LINCOLN — Nebraska has some cards stacked against it when it comes to drought, researchers said at a recent international food and water conference in Lincoln.
That's no surprise to the state's farmers and ranchers. Every generation faces its share of drought, but climate change appears to be stacking the odds a little more in favor of drought in Nebraska, climate researchers said at the conference.
Mark Svoboda, climatologist at the National Drought Mitigation Center, said Nebraska is prone to drought for a couple of reasons:
• Its midcontinent location places it far from the moderating influences of a large body of water, and this tilts the odds toward extreme weather.
• The Rocky Mountains block moisture from West Coast storm systems. This is responsible for the state's semi-arid climate.
Climate change strengthens Nebraska's predisposition toward drought because:
• High-pressure systems. These set up conditions for drought, and they are developing a tendency to form in areas that contribute to drought in Nebraska, said Heidi Cullen, chief climatologist for Climate Central, a nonprofit climate/journalism center.

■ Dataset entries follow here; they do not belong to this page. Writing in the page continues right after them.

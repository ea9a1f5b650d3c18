//! Employee Id Extraction
//!
//! Evaluation and survey rows only carry the employee id embedded in a
//! code such as `E_42` or `00000042`. The id is the first contiguous run of
//! ASCII digits. Stripping a literal `00000` prefix from survey codes is
//! deprecated: it corrupts ids that genuinely contain that sequence.
//!
//! SIRH rows carry the id itself, so they are parsed strictly.

use crate::{ReconcileError, SourceKind};
use once_cell::sync::Lazy;
use record_table::{Table, Value};
use regex::Regex;

static DIGIT_RUN: Lazy<Regex> = Lazy::new(|| Regex::new("[0-9]+").expect("valid digit regex"));

/// First contiguous digit run of the cell's string form
pub fn extract_employee_id(value: &Value) -> Option<i64> {
    if value.is_null() {
        return None;
    }
    let text = value.to_string();
    DIGIT_RUN
        .find(&text)
        .and_then(|m| m.as_str().parse::<i64>().ok())
}

/// Integer id or integer-valued text; anything else is rejected
pub fn parse_employee_id(value: &Value) -> Option<i64> {
    match value {
        Value::Text(text) => text.trim().parse::<i64>().ok(),
        other => other.as_i64(),
    }
}

/// Extract one id per row from an embedded code in `column`
pub fn key_column(
    table: &Table,
    source: SourceKind,
    column: &'static str,
) -> Result<Vec<i64>, ReconcileError> {
    keys_with(table, source, column, extract_employee_id)
}

/// Read one integer id per row from `column` without digit extraction
pub fn strict_key_column(
    table: &Table,
    source: SourceKind,
    column: &'static str,
) -> Result<Vec<i64>, ReconcileError> {
    keys_with(table, source, column, parse_employee_id)
}

fn keys_with(
    table: &Table,
    source: SourceKind,
    column: &'static str,
    parse: fn(&Value) -> Option<i64>,
) -> Result<Vec<i64>, ReconcileError> {
    let cells = table
        .column(column)
        .map_err(|_| ReconcileError::MissingKeyColumn { table: source, column })?;

    cells
        .into_iter()
        .enumerate()
        .map(|(row, cell)| {
            parse(cell).ok_or_else(|| ReconcileError::MalformedIdentifier {
                table: source,
                column,
                row,
                value: cell.to_string(),
            })
        })
        .collect()
}

#[cfg(test)]
mod tests {
    use super::*;

    #[test]
    fn test_prefixed_codes() {
        assert_eq!(extract_employee_id(&Value::from("E_42")), Some(42));
        assert_eq!(extract_employee_id(&Value::from("eval_1")), Some(1));
        assert_eq!(extract_employee_id(&Value::from("abc123def456")), Some(123));
    }

    #[test]
    fn test_genuine_zeros_survive() {
        // "0000010" used to become "10" under suffix stripping; "0000100000"
        // became "1". The digit run keeps the numeric value intact.
        assert_eq!(extract_employee_id(&Value::from("0000010")), Some(10));
        assert_eq!(extract_employee_id(&Value::from("0000100000")), Some(100_000));
    }

    #[test]
    fn test_numeric_cells() {
        assert_eq!(extract_employee_id(&Value::Int(7)), Some(7));
    }

    #[test]
    fn test_no_digits() {
        assert_eq!(extract_employee_id(&Value::from("no-id")), None);
        assert_eq!(extract_employee_id(&Value::Null), None);
        assert_eq!(
            extract_employee_id(&Value::from("99999999999999999999999")),
            None
        );
    }

    #[test]
    fn test_key_column_reports_row() {
        let table = Table::from_rows(
            ["code_sondage"],
            vec![vec![Value::from("S1")], vec![Value::from("S-")]],
        )
        .unwrap();
        let err = key_column(&table, SourceKind::Survey, "code_sondage").unwrap_err();
        assert_eq!(
            err,
            ReconcileError::MalformedIdentifier {
                table: SourceKind::Survey,
                column: "code_sondage",
                row: 1,
                value: "S-".to_string(),
            }
        );
    }

    #[test]
    fn test_strict_ids() {
        assert_eq!(parse_employee_id(&Value::Int(3)), Some(3));
        assert_eq!(parse_employee_id(&Value::from(" 12 ")), Some(12));
        assert_eq!(parse_employee_id(&Value::Float(4.0)), Some(4));
        assert_eq!(parse_employee_id(&Value::Float(3.7)), None);
        assert_eq!(parse_employee_id(&Value::from("abc3xyz")), None);
        assert_eq!(parse_employee_id(&Value::Null), None);
    }

    #[test]
    fn test_strict_key_column_reports_row() {
        let table = Table::from_rows(
            ["id_employee"],
            vec![vec![Value::Int(1)], vec![Value::from("E_2")]],
        )
        .unwrap();
        let err = strict_key_column(&table, SourceKind::Sirh, "id_employee").unwrap_err();
        assert_eq!(
            err,
            ReconcileError::MalformedIdentifier {
                table: SourceKind::Sirh,
                column: "id_employee",
                row: 1,
                value: "E_2".to_string(),
            }
        );
    }

    #[test]
    fn test_key_column_missing() {
        let table = Table::from_rows(["other"], vec![vec![Value::Int(1)]]).unwrap();
        assert!(matches!(
            key_column(&table, SourceKind::Evaluation, "eval_number"),
            Err(ReconcileError::MissingKeyColumn { .. })
        ));
    }
}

• More frequent and intense heat waves. Intense heat, something Nebraska experienced in 2012, dries out the ground, which, in turn, sends air temperatures up. Given the state's location in the middle of the vast Great Plains, there's a lot of land mass that can warm and reinforce high air temperatures. Cullen said the summer of 2003 that produced the deadly European heat wave will be considered cool by the end of the century.
• Warmer winters lead to longer growing seasons. Plants are drawing more water from the ground longer, including during what is typically the groundwater recharge season.
A warmer than normal winter in 2012 set the stage for that year's drought, Svoboda said.
The Water for Food Conference drew about 500 people to Lincoln. Its host was the University of Nebraska's Daugherty Water for Food Institute. Its chief sponsors were the Gates Foundation and Monsanto.